Para 8. Now in our case, the payer is undoubtedly a partnership firm. Company has been defined in s. 2(17) of the Act.Firm has been defined in s. 2(23). Therefore, a firm cannot be said to be a company. They are in nature different from each other. Hence when the sub-cl. (iii), reads, If the payer is a company itself including the principal officer thereof, it refers only to a company defined under s. 2(17) and not to a firm defined under s. 2(23).

Para 9. Sec. 276B is a penal section for failure to deduct or pay tax. As per this section, if a person fails to deduct, or after deducting fails to pay the tax, as required by or under the provisions of sub-s. (9) of s. 80E or Chapter XVII-B, he shall be punishable. It is seen above that the person responsible for paying in our case is the firm itself. Therefore, for non-deduction of tax from interest payable, the firm is punishable.

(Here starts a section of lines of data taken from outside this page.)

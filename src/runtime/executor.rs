//! Session runtime executor

use super::traits::LlmClient;
use super::turn_stream::stream_turn;
use super::{Command, SessionSnapshot, SseEvent};

use crate::conversation::{Conversation, DisplayEntry, EntryId, TranscriptEntry};
use crate::llm::LlmRequest;
use crate::state_machine::{transition, Effect, Event, SessionContext, TransitionError, TurnState};
use crate::system_prompt::system_entry;
use std::sync::Arc;
use tokio::sync::{broadcast, mpsc};
use tokio_util::sync::CancellationToken;

/// Actor owning one session's state; all mutation happens on its task
pub struct SessionRuntime<L>
where
    L: LlmClient + 'static,
{
    context: SessionContext,
    state: TurnState,
    conversation: Conversation,
    /// Reply placeholder shown while a turn is in flight; never part of the snapshot
    pending: Option<DisplayEntry>,
    llm_client: Arc<L>,
    command_rx: mpsc::Receiver<Command>,
    event_rx: mpsc::Receiver<Event>,
    event_tx: mpsc::Sender<Event>,
    broadcast_tx: broadcast::Sender<SseEvent>,
    /// Cancelled when the session ends; stops in-flight completions
    cancel: CancellationToken,
}

impl<L> SessionRuntime<L>
where
    L: LlmClient + 'static,
{
    pub fn new(
        context: SessionContext,
        llm_client: L,
        command_rx: mpsc::Receiver<Command>,
        broadcast_tx: broadcast::Sender<SseEvent>,
    ) -> Self {
        let (event_tx, event_rx) = mpsc::channel(64);
        Self {
            context,
            state: TurnState::Idle,
            conversation: Conversation::new(),
            pending: None,
            llm_client: Arc::new(llm_client),
            command_rx,
            event_rx,
            event_tx,
            broadcast_tx,
            cancel: CancellationToken::new(),
        }
    }

    pub async fn run(mut self) {
        tracing::info!(session_id = %self.context.session_id, model = %self.context.model_id, "Starting session runtime");

        loop {
            tokio::select! {
                command = self.command_rx.recv() => match command {
                    Some(command) => self.handle_command(command),
                    None => break,
                },
                Some(event) = self.event_rx.recv() => {
                    if let Err(e) = self.process_event(event) {
                        // Late events from a turn that is no longer active
                        tracing::warn!(session_id = %self.context.session_id, error = %e, "Dropping stream event");
                    }
                }
            }
        }

        self.cancel.cancel();
        tracing::info!(session_id = %self.context.session_id, "Session runtime stopped");
    }

    fn handle_command(&mut self, command: Command) {
        match command {
            Command::SendMessage { text, reply } => {
                let reply_id = EntryId::generate();
                let event = Event::UserMessage {
                    text,
                    user_entry_id: EntryId::generate(),
                    reply_id: reply_id.clone(),
                };
                let result = self.process_event(event).map(|()| {
                    self.pending
                        .clone()
                        .unwrap_or_else(|| DisplayEntry::loading(reply_id))
                });
                if let Err(e) = &result {
                    tracing::debug!(session_id = %self.context.session_id, error = %e, "Message rejected");
                }
                let _ = reply.send(result);
            }
            Command::Snapshot { reply } => {
                let _ = reply.send(self.snapshot());
            }
        }
    }

    fn snapshot(&self) -> SessionSnapshot {
        SessionSnapshot {
            session_id: self.context.session_id.clone(),
            model_id: self.context.model_id.clone(),
            conversation: self.conversation.clone(),
            pending: self.pending.clone(),
            state: self.state.clone(),
        }
    }

    fn process_event(&mut self, event: Event) -> Result<(), TransitionError> {
        // Pure state transition
        let result = transition(&self.state, event)?;

        let old_state = std::mem::replace(&mut self.state, result.new_state);

        for effect in result.effects {
            self.execute_effect(effect);
        }

        if old_state.name() != self.state.name() {
            let _ = self.broadcast_tx.send(SseEvent::StateChange {
                state: self.state.clone(),
            });
        }

        Ok(())
    }

    fn execute_effect(&mut self, effect: Effect) {
        tracing::trace!(session_id = %self.context.session_id, turn_id = %effect.turn_id(), ?effect, "Executing effect");

        match effect {
            Effect::AppendUser { id, text } => {
                self.conversation = self.conversation.append_user(id, &text);
                self.broadcast_last_display();
            }

            Effect::OpenPending { turn_id } => {
                let placeholder = DisplayEntry::loading(turn_id);
                self.pending = Some(placeholder.clone());
                let _ = self
                    .broadcast_tx
                    .send(SseEvent::Pending { entry: placeholder });
            }

            Effect::RequestCompletion { turn_id } => self.request_completion(turn_id),

            Effect::UpdatePending { turn_id, content } => {
                let Some(current) = self.pending.as_ref().filter(|p| p.id == turn_id) else {
                    return;
                };
                let updated = current.with_text(content);
                self.pending = Some(updated.clone());
                let _ = self.broadcast_tx.send(SseEvent::Pending { entry: updated });
            }

            Effect::CommitAssistant { turn_id, content } => {
                self.conversation = self.conversation.append_assistant(turn_id, &content);
                self.pending = None;
                self.broadcast_last_display();
            }

            Effect::DiscardPending { .. } => {
                self.pending = None;
            }

            Effect::NotifyTurnDone { turn_id } => {
                let _ = self.broadcast_tx.send(SseEvent::TurnDone { turn_id });
            }

            Effect::NotifyTurnFailed {
                turn_id,
                message,
                error_kind,
            } => {
                tracing::error!(
                    session_id = %self.context.session_id,
                    turn_id = %turn_id,
                    error_kind = ?error_kind,
                    error = %message,
                    "Completion failed"
                );
                let _ = self.broadcast_tx.send(SseEvent::TurnFailed {
                    turn_id,
                    message,
                    error_kind,
                });
            }
        }
    }

    fn broadcast_last_display(&self) {
        if let Some(entry) = self.conversation.display().last() {
            let _ = self.broadcast_tx.send(SseEvent::Message {
                entry: entry.clone(),
            });
        }
    }

    /// Spawn the streaming request for a turn.
    ///
    /// The context is captured from the current snapshot, which already
    /// holds the new user entry.
    fn request_completion(&self, turn_id: EntryId) {
        let messages = self
            .conversation
            .completion_context(system_entry())
            .iter()
            .map(TranscriptEntry::to_llm_message)
            .collect();
        let request = LlmRequest::new(messages);

        let llm_client = self.llm_client.clone();
        let event_tx = self.event_tx.clone();
        let cancel = self.cancel.clone();
        let session_id = self.context.session_id.clone();

        tokio::spawn(async move {
            tracing::info!(
                session_id = %session_id,
                turn_id = %turn_id,
                messages = request.messages.len(),
                "Making LLM request (background)"
            );

            tokio::select! {
                biased;

                () = cancel.cancelled() => {
                    tracing::info!(session_id = %session_id, "LLM request cancelled");
                }

                () = stream_turn(llm_client.as_ref(), &request, turn_id, event_tx) => {}
            }
        });
    }
}
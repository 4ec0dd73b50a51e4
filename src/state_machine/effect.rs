//! Effects produced by state transitions

use crate::conversation::EntryId;
use crate::llm::LlmErrorKind;

/// Effects to be executed after state transition
#[derive(Debug, Clone, PartialEq, Eq)]
pub enum Effect {
    /// Append the user turn to both histories
    AppendUser { id: EntryId, text: String },

    /// Put a loading placeholder in the pending slot
    OpenPending { turn_id: EntryId },

    /// Start the streaming completion for the turn
    RequestCompletion { turn_id: EntryId },

    /// Show the partial reply in the pending slot
    UpdatePending { turn_id: EntryId, content: String },

    /// Append the finished reply to both histories and clear the pending slot
    CommitAssistant { turn_id: EntryId, content: String },

    /// Clear the pending slot without recording anything
    DiscardPending { turn_id: EntryId },

    /// Tell connected clients the turn finished
    NotifyTurnDone { turn_id: EntryId },

    /// Tell connected clients the turn failed
    NotifyTurnFailed {
        turn_id: EntryId,
        message: String,
        error_kind: LlmErrorKind,
    },
}

impl Effect {
    pub fn append_user(id: EntryId, text: impl Into<String>) -> Self {
        Effect::AppendUser {
            id,
            text: text.into(),
        }
    }

    pub fn commit_assistant(turn_id: EntryId, content: impl Into<String>) -> Self {
        Effect::CommitAssistant {
            turn_id,
            content: content.into(),
        }
    }

    pub fn turn_id(&self) -> &EntryId {
        match self {
            Effect::AppendUser { id, .. } => id,
            Effect::OpenPending { turn_id }
            | Effect::RequestCompletion { turn_id }
            | Effect::UpdatePending { turn_id, .. }
            | Effect::CommitAssistant { turn_id, .. }
            | Effect::DiscardPending { turn_id }
            | Effect::NotifyTurnDone { turn_id }
            | Effect::NotifyTurnFailed { turn_id, .. } => turn_id,
        }
    }
}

Para 10. Under s. 278B where an offence under this Act has been committed by a company, every person who at the time the offence was committed was in charge of, and was responsible to the company for the conduct of the business of the company, as well as the company shall be deemed to be guilty of the offence and shall be liable to be proceeded against and punished accordingly. In this section itself, there is an explanation according to which for the purpose of this section, a company included a firm. As regards the firm, the partners thereof are the persons who are in charge of the firm and they are responsible for the conduct of the business of the firm. Therefore, under s. 278B for the offence committed by the firm, the partners are deemed to be liable. Hence if the allegation that tax has not been deducted from the interest payable by the firm is true, then under s. 278B along with the firm, the partners also would have committed an offence. This being the case, no notice under s. 2(35)(b) arises at all.

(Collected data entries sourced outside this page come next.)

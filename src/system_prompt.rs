//! The fixed instruction sent ahead of every conversation
//!
//! The assistant is scoped to recommending educational resources for children
//! with special needs. This is the only copy of the instruction; providers
//! receive it as the leading system entry of the context.

use crate::conversation::TranscriptEntry;

/// Instruction establishing the assistant's role and limits
pub const SYSTEM_PROMPT: &str = "\
You are an educational resource recommender agent chatbot and you can help users with resource recommendations for children with special needs.
Get the user's name and child's age then get the resources for children with special needs.
You can also provide general information about the special needs and how to support children with those needs.
If the user wants to do anything else, it is an impossible task, so you should respond that you are a demo and cannot do that.
";

/// The leading system entry of every completion context
pub fn system_entry() -> TranscriptEntry {
    TranscriptEntry::system(SYSTEM_PROMPT)
}
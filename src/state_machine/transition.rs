//! Pure state transition function
//!
//! Given the same state and event this always yields the same result and
//! performs no I/O. The runtime executes the returned effects in order.

use super::{Effect, Event, TurnState};
use crate::conversation::EntryId;
use thiserror::Error;

/// Result of a state transition
#[derive(Debug)]
pub struct TransitionResult {
    pub new_state: TurnState,
    pub effects: Vec<Effect>,
}

impl TransitionResult {
    pub fn new(state: TurnState) -> Self {
        Self {
            new_state: state,
            effects: vec![],
        }
    }

    pub fn with_effect(mut self, effect: Effect) -> Self {
        self.effects.push(effect);
        self
    }
}

/// Errors that can occur during transition
#[derive(Debug, Clone, PartialEq, Eq, Error)]
pub enum TransitionError {
    #[error("Message is empty")]
    EmptyMessage,
    #[error("A reply is still streaming; wait for it to finish before sending another message")]
    TurnInProgress,
    #[error("Invalid transition: {0}")]
    InvalidTransition(String),
}

pub fn transition(state: &TurnState, event: Event) -> Result<TransitionResult, TransitionError> {
    match (state, event) {
        // ============================================================
        // User messages
        // ============================================================
        (
            TurnState::Idle | TurnState::Failed { .. },
            Event::UserMessage {
                text,
                user_entry_id,
                reply_id,
            },
        ) => {
            let text = text.trim();
            if text.is_empty() {
                return Err(TransitionError::EmptyMessage);
            }

            // AppendUser runs before RequestCompletion so the request
            // includes the new turn.
            Ok(TransitionResult::new(TurnState::AwaitingResponse {
                turn_id: reply_id.clone(),
            })
            .with_effect(Effect::append_user(user_entry_id, text))
            .with_effect(Effect::OpenPending {
                turn_id: reply_id.clone(),
            })
            .with_effect(Effect::RequestCompletion { turn_id: reply_id }))
        }

        (TurnState::AwaitingResponse { .. } | TurnState::Streaming { .. }, Event::UserMessage { .. }) => {
            Err(TransitionError::TurnInProgress)
        }

        // ============================================================
        // Completion stream
        // ============================================================
        (_, Event::StreamUpdate { turn_id, content }) => {
            expect_active(state, &turn_id, "stream update")?;
            Ok(TransitionResult::new(TurnState::Streaming {
                turn_id: turn_id.clone(),
                content: content.clone(),
            })
            .with_effect(Effect::UpdatePending { turn_id, content }))
        }

        (_, Event::StreamDone { turn_id, content }) => {
            expect_active(state, &turn_id, "stream completion")?;
            Ok(TransitionResult::new(TurnState::Idle)
                .with_effect(Effect::commit_assistant(turn_id.clone(), content))
                .with_effect(Effect::NotifyTurnDone { turn_id }))
        }

        (
            _,
            Event::StreamFailed {
                turn_id,
                message,
                error_kind,
            },
        ) => {
            expect_active(state, &turn_id, "stream failure")?;
            Ok(TransitionResult::new(TurnState::Failed {
                turn_id: turn_id.clone(),
                message: message.clone(),
                error_kind,
            })
            .with_effect(Effect::DiscardPending {
                turn_id: turn_id.clone(),
            })
            .with_effect(Effect::NotifyTurnFailed {
                turn_id,
                message,
                error_kind,
            }))
        }
    }
}

/// Stream events are only accepted for the turn currently in flight
fn expect_active(state: &TurnState, turn_id: &EntryId, what: &str) -> Result<(), TransitionError> {
    match state.active_turn() {
        Some(active) if active == turn_id => Ok(()),
        Some(active) => Err(TransitionError::InvalidTransition(format!(
            "{what} for turn {turn_id} while turn {active} is active"
        ))),
        None => Err(TransitionError::InvalidTransition(format!(
            "{what} for turn {turn_id} in state {}",
            state.name()
        ))),
    }
}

Para 11. Firm does not come within the purview of s. 2(35). This section relates to the local authority or a company or any other public body or any AOP or and BOI Here it must be noticed that under s. 2(31) person includes :

(i) An individual

(ii) An HUF

(iii) A company

(iv) A firm

(v) An AOP or BOI whether incorporated or not

(vi) A local authority, and

(vii) Artificial juridical person not falling within any of the preceding sub-clauses. Company, Public Body or an AOP or BOI mentioned in s. 2(35) all come within the meaning of person under s. 2(31) and they are besides a firm. From this, it is clear that a firm is not within the ambit of s. 2(35). Therefore, as said above, no question of giving any notice under s. 2(35) arises in the case of a firm.

Para 12. In the abovesaid two judgments of this Court, it is discernible that there is an error committed in having taken the view that a partner of a firm comes within the purview of s. 2(35). In this position, I think it is necessary to refer the matter to a Division Bench to have an authoritative binding judgment.

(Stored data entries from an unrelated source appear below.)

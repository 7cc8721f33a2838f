//! Simulator: turns an admitted candidate plus live prices into a [`Plan`]
//! or a typed rejection.
//!
//! Grounded on `Liquidator::build_and_execute`/`estimate_profit` (profit
//! accounting shape) and `api::swap::SwapRouterRegistry::get_route_with_fallback`
//! (multi-router quote enumeration), generalized with an explicit
//! binary-search repay-size optimizer since swap price impact grows
//! convexly with size and a single close-factor-sized repay is not always
//! optimal.

use alloy::primitives::{Address, U256};
use liquidator_api::swap::{SwapParams, SwapRoute, SwapRouterRegistry};
use serde::{Deserialize, Serialize};

use crate::candidate::Candidate;
use crate::u256_math;

/// One leg of a chosen swap route, as recorded on the accepted [`Plan`].
#[derive(Debug, Clone, Serialize, Deserialize)]
pub struct RouteLeg {
    pub router: String,
    pub pool: Address,
    pub fee_bps: u32,
    pub token_in: Address,
    pub token_out: Address,
}

/// Snapshot of the adaptive-threshold bounds in effect when a plan was
/// built, recorded for after-the-fact auditing.
#[derive(Debug, Clone, Serialize, Deserialize)]
pub struct AdaptiveSnapshot {
    pub health_factor_max: f64,
    pub gap_cap_bps: f64,
}

#[derive(Debug, Clone, Serialize, Deserialize)]
pub struct Plan {
    pub candidate: Candidate,
    pub repay_amount: U256,
    pub expected_seized_collateral: U256,
    pub swap_route: Vec<RouteLeg>,
    pub gross_profit_usd: f64,
    pub estimated_gas_usd: f64,
    pub net_profit_usd: f64,
    pub slippage_bps: u16,
    pub deadline_seconds: u64,
    pub adaptive_thresholds_snapshot: AdaptiveSnapshot,
}

/// Typed rejection reasons, each mapped onto a `plan-null:*` ledger tag.
#[derive(Debug, Clone, PartialEq, Eq)]
pub enum SimRejectReason {
    NoRoute,
    NegativeEv,
    PnlMultiple,
    PriceImpact,
    QuoterRevert,
}

impl SimRejectReason {
    pub fn tag(&self) -> &'static str {
        match self {
            Self::NoRoute => "plan-null:no-route",
            Self::NegativeEv => "plan-null:negative-ev",
            Self::PnlMultiple => "plan-null:pnl-multiple",
            Self::PriceImpact => "plan-null:price-impact",
            Self::QuoterRevert => "plan-null:quoter-revert",
        }
    }
}

/// Per-protocol maximum-repayable-debt rule. Aave applies a close factor
/// that widens to 100% once HF drops below a crisis band; Compound v3
/// repays the full base-asset debt in one shot; Morpho Blue exposes an
/// opt-in pre-liquidation factor.
#[derive(Debug, Clone, Copy)]
pub enum CloseFactorRule {
    Aave { normal: f64, crisis_hf: f64, crisis: f64 },
    CompoundFullRepay,
    MorphoPreLiquidation { factor: f64 },
}

impl CloseFactorRule {
    pub fn max_repay_fraction(&self, health_factor: f64) -> f64 {
        match self {
            Self::Aave { normal, crisis_hf, crisis } => {
                if health_factor < *crisis_hf {
                    *crisis
                } else {
                    *normal
                }
            }
            Self::CompoundFullRepay => 1.0,
            Self::MorphoPreLiquidation { factor } => *factor,
        }
    }
}

/// All inputs the simulator needs to price and size a liquidation.
pub struct SimInput<'a> {
    pub candidate: &'a Candidate,
    pub debt_price_usd: f64,
    pub collateral_price_usd: f64,
    pub liquidation_bonus_bps: u16,
    pub close_factor_rule: CloseFactorRule,
    /// Smallest repay size worth bothering with (avoids optimizing around
    /// dust-sized positions).
    pub dust_floor: U256,
    pub chain_id: u64,
    pub gas_units: u64,
    pub gas_price_wei: u128,
    pub native_price_usd: f64,
    pub slippage_bps: u16,
    pub deadline_seconds: u64,
    pub min_net_usd: f64,
    pub pnl_multiple_min: f64,
    pub safety_margin_bps: u16,
    pub adaptive_snapshot: AdaptiveSnapshot,
}

/// Evaluate a candidate against live prices, searching for the
/// profit-maximizing repay size. Runs the swap-route quoter 4-6 times
/// (binary search over repay amount) since the convexity of price impact
/// means neither the dust floor nor the protocol-max repay is generally
/// optimal.
pub async fn simulate(
    input: SimInput<'_>,
    routers: &SwapRouterRegistry,
) -> Result<Plan, SimRejectReason> {
    let max_repay_fraction = input
        .close_factor_rule
        .max_repay_fraction(input.candidate.health_factor);
    let max_repay = u256_math::apply_basis_points(
        input.candidate.debt.amount,
        (max_repay_fraction * 10_000.0).round() as u16,
    );

    if max_repay <= input.dust_floor {
        return Err(SimRejectReason::NegativeEv);
    }

    let gas_usd = gas_cost_usd(input.gas_units, input.gas_price_wei, input.native_price_usd);

    let mut lo = input.dust_floor;
    let mut hi = max_repay;
    let mut best: Option<(U256, SwapRoute, f64)> = None;

    // 5 bisection steps, enough to converge on a repay size close to the
    // convex-cost optimum without hammering the quoter.
    for _ in 0..5 {
        let mid = lo + (hi - lo) / U256::from(2);
        if mid.is_zero() {
            break;
        }

        let seized = seized_collateral(
            mid,
            input.candidate.debt.decimals,
            input.debt_price_usd,
            input.collateral_price_usd,
            input.liquidation_bonus_bps,
            input.candidate.collateral.decimals,
        );

        let params = SwapParams::new(
            input.candidate.collateral.token,
            input.candidate.debt.token,
            seized,
            input.candidate.collateral.decimals,
        )
        .with_slippage_bps(input.slippage_bps);

        let route = match routers.get_route_with_fallback(input.chain_id, params).await {
            Ok(route) => route,
            Err(_) => {
                // Quoter failed for this size; shrink the search window and
                // try a smaller repay instead of aborting outright.
                hi = mid;
                continue;
            }
        };

        let net_received_usd = route
            .expected_output_usd
            .unwrap_or(0.0)
            * (1.0 - input.slippage_bps as f64 / 10_000.0);
        let repay_usd = amount_to_f64(mid, input.candidate.debt.decimals) * input.debt_price_usd;
        let gross_profit = net_received_usd - repay_usd;
        let net_profit = gross_profit - gas_usd;

        let improves = best
            .as_ref()
            .map(|(_, _, best_net)| net_profit > *best_net)
            .unwrap_or(true);
        if improves {
            best = Some((mid, route, net_profit));
        }

        // Price impact grows convexly: if the midpoint is already net
        // negative, smaller sizes are more likely to be profitable.
        if net_profit < 0.0 {
            hi = mid;
        } else {
            lo = mid;
        }
    }

    let (repay_amount, route, net_profit_usd) = best.ok_or(SimRejectReason::NoRoute)?;

    let gross_profit_usd = net_profit_usd + gas_usd;

    if net_profit_usd < input.min_net_usd {
        return Err(SimRejectReason::NegativeEv);
    }
    if net_profit_usd < input.pnl_multiple_min * gas_usd {
        return Err(SimRejectReason::PnlMultiple);
    }

    let expected_net_received = route.expected_output.saturating_sub(
        u256_math::apply_basis_points(route.expected_output, input.slippage_bps),
    );
    let safety_floor = repay_amount
        + u256_math::apply_basis_points(repay_amount, input.safety_margin_bps);
    if expected_net_received < safety_floor {
        return Err(SimRejectReason::PriceImpact);
    }

    let swap_route = route
        .hops
        .iter()
        .flat_map(|hop| hop.allocations.iter())
        .map(|alloc| RouteLeg {
            router: format!("router-{}", alloc.router_index),
            pool: alloc.token_out,
            fee_bps: alloc.fee,
            token_in: alloc.token_in,
            token_out: alloc.token_out,
        })
        .collect();

    Ok(Plan {
        candidate: input.candidate.clone(),
        repay_amount,
        expected_seized_collateral: route.amount_in,
        swap_route,
        gross_profit_usd,
        estimated_gas_usd: gas_usd,
        net_profit_usd,
        slippage_bps: input.slippage_bps,
        deadline_seconds: input.deadline_seconds,
        adaptive_thresholds_snapshot: input.adaptive_snapshot,
    })
}

/// seizedCollateral = repayDebtUsd * (1 + liquidationBonus) / collateralPriceUsd,
/// expressed in collateral smallest units.
fn seized_collateral(
    repay_amount: U256,
    debt_decimals: u8,
    debt_price_usd: f64,
    collateral_price_usd: f64,
    liquidation_bonus_bps: u16,
    collateral_decimals: u8,
) -> U256 {
    if collateral_price_usd <= 0.0 {
        return U256::ZERO;
    }
    let repay_f = amount_to_f64(repay_amount, debt_decimals);
    let bonus_multiplier = 1.0 + liquidation_bonus_bps as f64 / 10_000.0;
    let seized_usd = repay_f * debt_price_usd * bonus_multiplier;
    let seized_tokens = seized_usd / collateral_price_usd;
    f64_to_amount(seized_tokens, collateral_decimals)
}

/// Converts a raw smallest-unit amount to a whole-token `f64`, e.g. 1_000_000
/// raw units at 6 decimals becomes `1.0`. Precision loss beyond `f64`'s ~15
/// significant digits is acceptable here: this value only feeds profit
/// estimation, never the amount actually submitted on-chain.
fn amount_to_f64(amount: U256, decimals: u8) -> f64 {
    let raw: f64 = amount.to_string().parse().unwrap_or(0.0);
    raw / 10f64.powi(decimals as i32)
}

fn f64_to_amount(value: f64, decimals: u8) -> U256 {
    if value <= 0.0 {
        return U256::ZERO;
    }
    let raw = value * 10f64.powi(decimals as i32);
    if raw >= u128::MAX as f64 {
        return U256::from(u128::MAX);
    }
    U256::from(raw as u128)
}

fn gas_cost_usd(gas_units: u64, gas_price_wei: u128, native_price_usd: f64) -> f64 {
    let gas_cost_native = (gas_units as f64) * (gas_price_wei as f64) / 1e18;
    gas_cost_native * native_price_usd
}

#[cfg(test)]
mod tests {
    use super::*;

    #[test]
    fn close_factor_widens_in_crisis_band() {
        let rule = CloseFactorRule::Aave {
            normal: 0.5,
            crisis_hf: 0.95,
            crisis: 1.0,
        };
        assert_eq!(rule.max_repay_fraction(1.0), 0.5);
        assert_eq!(rule.max_repay_fraction(0.9), 1.0);
    }

    #[test]
    fn compound_always_repays_in_full() {
        let rule = CloseFactorRule::CompoundFullRepay;
        assert_eq!(rule.max_repay_fraction(0.5), 1.0);
        assert_eq!(rule.max_repay_fraction(0.99), 1.0);
    }

    #[test]
    fn gas_cost_conversion() {
        // 200k gas @ 1 gwei, native at $2000/ETH
        let usd = gas_cost_usd(200_000, 1_000_000_000, 2000.0);
        assert!((usd - 0.0004).abs() < 1e-6);
    }

    #[test]
    fn amount_conversion_round_trips_through_decimals() {
        let raw = U256::from(1_500_000u64); // 1.5 USDC at 6 decimals
        assert!((amount_to_f64(raw, 6) - 1.5).abs() < 1e-9);
        assert_eq!(f64_to_amount(1.5, 6), raw);
    }

    #[test]
    fn seized_collateral_applies_bonus_and_scales_decimals() {
        // Repay 1000 USDC (6 decimals) of debt at $1, 5% bonus, WETH at
        // $2000 (18 decimals) -> seize 1000 * 1.05 / 2000 = 0.525 WETH.
        let repay = U256::from(1_000_000_000u64);
        let seized = seized_collateral(repay, 6, 1.0, 2000.0, 500, 18);
        let seized_tokens = amount_to_f64(seized, 18);
        assert!((seized_tokens - 0.525).abs() < 1e-6);
    }
}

Para 13. Therefore, the office is directed to place the matter before My Lord the Honble Chief Justice to post the matter before a Division Bench or Full Bench".

10. It is also to be noticed that the 2nd accused in EOCC Nos. 292 to 360 of 1987/2nd respondent in Crl. RC No. 415 of 1987 filed Crl. MP No. 7697 of 1987 under s. 482 of the Cr. PC to direct the Registry to issue notice to him for an opportunity being given to be heard on the question at issue. On 5th Aug., 1987 notice was ordered and Mr. V. Gopinath, Advocate, entered appearance on his behalf.

11. We have heard Mr. K. Ramaswami, learned special public prosecutor for the IT Department/petitioner and Ms. Nappinnai, learned counsel for the respondents. She also argued the case on behalf of the managing partners of the 1st accused firm.

12. It is contended by the learned special public prosecutor Mr. K. Ramaswami as follows :

(a) The learned magistrate has misdirected himself on the question of law relating to s. 2(35) of the Act and has failed to note that the principal officer defined under s. 2(35)(b) of the Act relates to only the obligations under ss. 194 and 204 of the Act and they relate to a company and not to a firm.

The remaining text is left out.